WMWX (88.9 FM) – branded as ClassX Radio – is a non-commercial classic rock radio station licensed to Miamitown, Ohio.  WMWX is owned by Spryex Communications. The WMWX studios are located in the Cincinnati suburb of Blue Ash, Ohio, while the station transmitter resides in Brookville, Indiana and offices in Liberty Township, Ohio.

WMWX primarily serves western parts of Greater Cincinnati, but also extends its signal by using one full-power repeater.  Licensed to Waynesville, Ohio, repeater WYNS (89.1 FM) provides coverage to Warren County, Ohio.

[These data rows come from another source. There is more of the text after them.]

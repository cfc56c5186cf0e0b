//! Appointment records.

use crate::store::Record;
use crate::RecordId;
use serde::{Deserialize, Serialize};
use std::fmt;
use std::str::FromStr;
use utoipa::ToSchema;

#[derive(Debug, Clone, Copy, PartialEq, Eq, Hash, Default, Serialize, Deserialize, ToSchema)]
#[serde(rename_all = "kebab-case")]
pub enum AppointmentType {
    #[default]
    Consultation,
    FollowUp,
    CheckUp,
    Urgent,
}

impl AppointmentType {
    pub fn as_str(&self) -> &'static str {
        match self {
            AppointmentType::Consultation => "consultation",
            AppointmentType::FollowUp => "follow-up",
            AppointmentType::CheckUp => "check-up",
            AppointmentType::Urgent => "urgent",
        }
    }
}

impl fmt::Display for AppointmentType {
    fn fmt(&self, f: &mut fmt::Formatter<'_>) -> fmt::Result {
        f.write_str(self.as_str())
    }
}

#[derive(Debug, Clone, Copy, PartialEq, Eq, Hash, Default, Serialize, Deserialize, ToSchema)]
#[serde(rename_all = "kebab-case")]
pub enum AppointmentStatus {
    #[default]
    Scheduled,
    Confirmed,
    Completed,
    Cancelled,
    NoShow,
}

impl AppointmentStatus {
    pub const ALL: [AppointmentStatus; 5] = [
        AppointmentStatus::Scheduled,
        AppointmentStatus::Confirmed,
        AppointmentStatus::Completed,
        AppointmentStatus::Cancelled,
        AppointmentStatus::NoShow,
    ];

    pub fn as_str(&self) -> &'static str {
        match self {
            AppointmentStatus::Scheduled => "scheduled",
            AppointmentStatus::Confirmed => "confirmed",
            AppointmentStatus::Completed => "completed",
            AppointmentStatus::Cancelled => "cancelled",
            AppointmentStatus::NoShow => "no-show",
        }
    }

    /// Scheduled and confirmed appointments are still expected to happen.
    pub fn is_open(&self) -> bool {
        matches!(
            self,
            AppointmentStatus::Scheduled | AppointmentStatus::Confirmed
        )
    }
}

impl fmt::Display for AppointmentStatus {
    fn fmt(&self, f: &mut fmt::Formatter<'_>) -> fmt::Result {
        f.write_str(self.as_str())
    }
}

impl FromStr for AppointmentStatus {
    type Err = crate::RxError;

    fn from_str(s: &str) -> Result<Self, Self::Err> {
        Self::ALL
            .into_iter()
            .find(|status| status.as_str() == s)
            .ok_or_else(|| {
                crate::RxError::InvalidInput(format!("unknown appointment status: {s}"))
            })
    }
}

#[derive(Debug, Clone, PartialEq, Eq, Serialize, Deserialize, ToSchema)]
#[serde(rename_all = "camelCase")]
pub struct Appointment {
    #[schema(value_type = String)]
    pub id: RecordId,
    pub patient_id: String,
    pub patient_name: String,
    /// `YYYY-MM-DD`
    pub date: String,
    /// `HH:MM`, 24 hour clock.
    pub time: String,
    /// Minutes.
    pub duration: i64,
    #[serde(rename = "type")]
    pub kind: AppointmentType,
    pub status: AppointmentStatus,
    pub reason: String,
    #[serde(default, skip_serializing_if = "Option::is_none")]
    pub notes: Option<String>,
    /// Prescriptions this visit follows up on.
    #[serde(default, skip_serializing_if = "Option::is_none")]
    pub prescription_ids: Option<Vec<String>>,
}

#[derive(Debug, Clone, Default, PartialEq, Eq, Serialize, Deserialize, ToSchema)]
#[serde(rename_all = "camelCase")]
pub struct AppointmentDraft {
    #[serde(skip_serializing_if = "Option::is_none")]
    pub patient_id: Option<String>,
    #[serde(skip_serializing_if = "Option::is_none")]
    pub patient_name: Option<String>,
    #[serde(skip_serializing_if = "Option::is_none")]
    pub date: Option<String>,
    #[serde(skip_serializing_if = "Option::is_none")]
    pub time: Option<String>,
    #[serde(skip_serializing_if = "Option::is_none")]
    pub duration: Option<i64>,
    #[serde(rename = "type", skip_serializing_if = "Option::is_none")]
    pub kind: Option<AppointmentType>,
    #[serde(skip_serializing_if = "Option::is_none")]
    pub status: Option<AppointmentStatus>,
    #[serde(skip_serializing_if = "Option::is_none")]
    pub reason: Option<String>,
    #[serde(skip_serializing_if = "Option::is_none")]
    pub notes: Option<String>,
    #[serde(skip_serializing_if = "Option::is_none")]
    pub prescription_ids: Option<Vec<String>>,
}

impl Appointment {
    /// Builds an appointment from a validated draft; status defaults to scheduled.
    pub fn from_draft(id: RecordId, draft: AppointmentDraft) -> Self {
        Self {
            id,
            patient_id: draft.patient_id.unwrap_or_default(),
            patient_name: draft.patient_name.unwrap_or_default(),
            date: draft.date.unwrap_or_default(),
            time: draft.time.unwrap_or_default(),
            duration: draft
                .duration
                .unwrap_or(crate::constants::DEFAULT_APPOINTMENT_DURATION),
            kind: draft.kind.unwrap_or_default(),
            status: draft.status.unwrap_or_default(),
            reason: draft.reason.unwrap_or_default().trim().to_string(),
            notes: draft.notes.filter(|n| !n.trim().is_empty()),
            prescription_ids: draft.prescription_ids.filter(|ids| !ids.is_empty()),
        }
    }

    pub fn to_draft(&self) -> AppointmentDraft {
        AppointmentDraft {
            patient_id: Some(self.patient_id.clone()),
            patient_name: Some(self.patient_name.clone()),
            date: Some(self.date.clone()),
            time: Some(self.time.clone()),
            duration: Some(self.duration),
            kind: Some(self.kind),
            status: Some(self.status),
            reason: Some(self.reason.clone()),
            notes: self.notes.clone(),
            prescription_ids: self.prescription_ids.clone(),
        }
    }

    pub fn merged(&self, patch: AppointmentDraft) -> AppointmentDraft {
        let current = self.to_draft();
        AppointmentDraft {
            patient_id: patch.patient_id.or(current.patient_id),
            patient_name: patch.patient_name.or(current.patient_name),
            date: patch.date.or(current.date),
            time: patch.time.or(current.time),
            duration: patch.duration.or(current.duration),
            kind: patch.kind.or(current.kind),
            status: patch.status.or(current.status),
            reason: patch.reason.or(current.reason),
            notes: patch.notes.or(current.notes),
            prescription_ids: patch.prescription_ids.or(current.prescription_ids),
        }
    }
}

impl Record for Appointment {
    const KIND: &'static str = "appointment";

    fn id(&self) -> RecordId {
        self.id
    }
}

On April 19, 2019, WMWX and its repeater stations dropped the "ClassX" classic rock format and began stunting and launched a Christian classic hits format two days later, branded as "Touch FM".   and on November 1, 2019, dropped TouchFM and returned ClassX Radio's format.

History
WMWX signed on the air with 5,000 watts on August 6, 2006. WMWX aired an Album Rock format. In 2011, WMWX expanded its broadcasting signal to simulcasting on 89.1 FM (WKCX) in Cincinnati as well as 89.1 FM (WYNS) in Waynesville, Ohio.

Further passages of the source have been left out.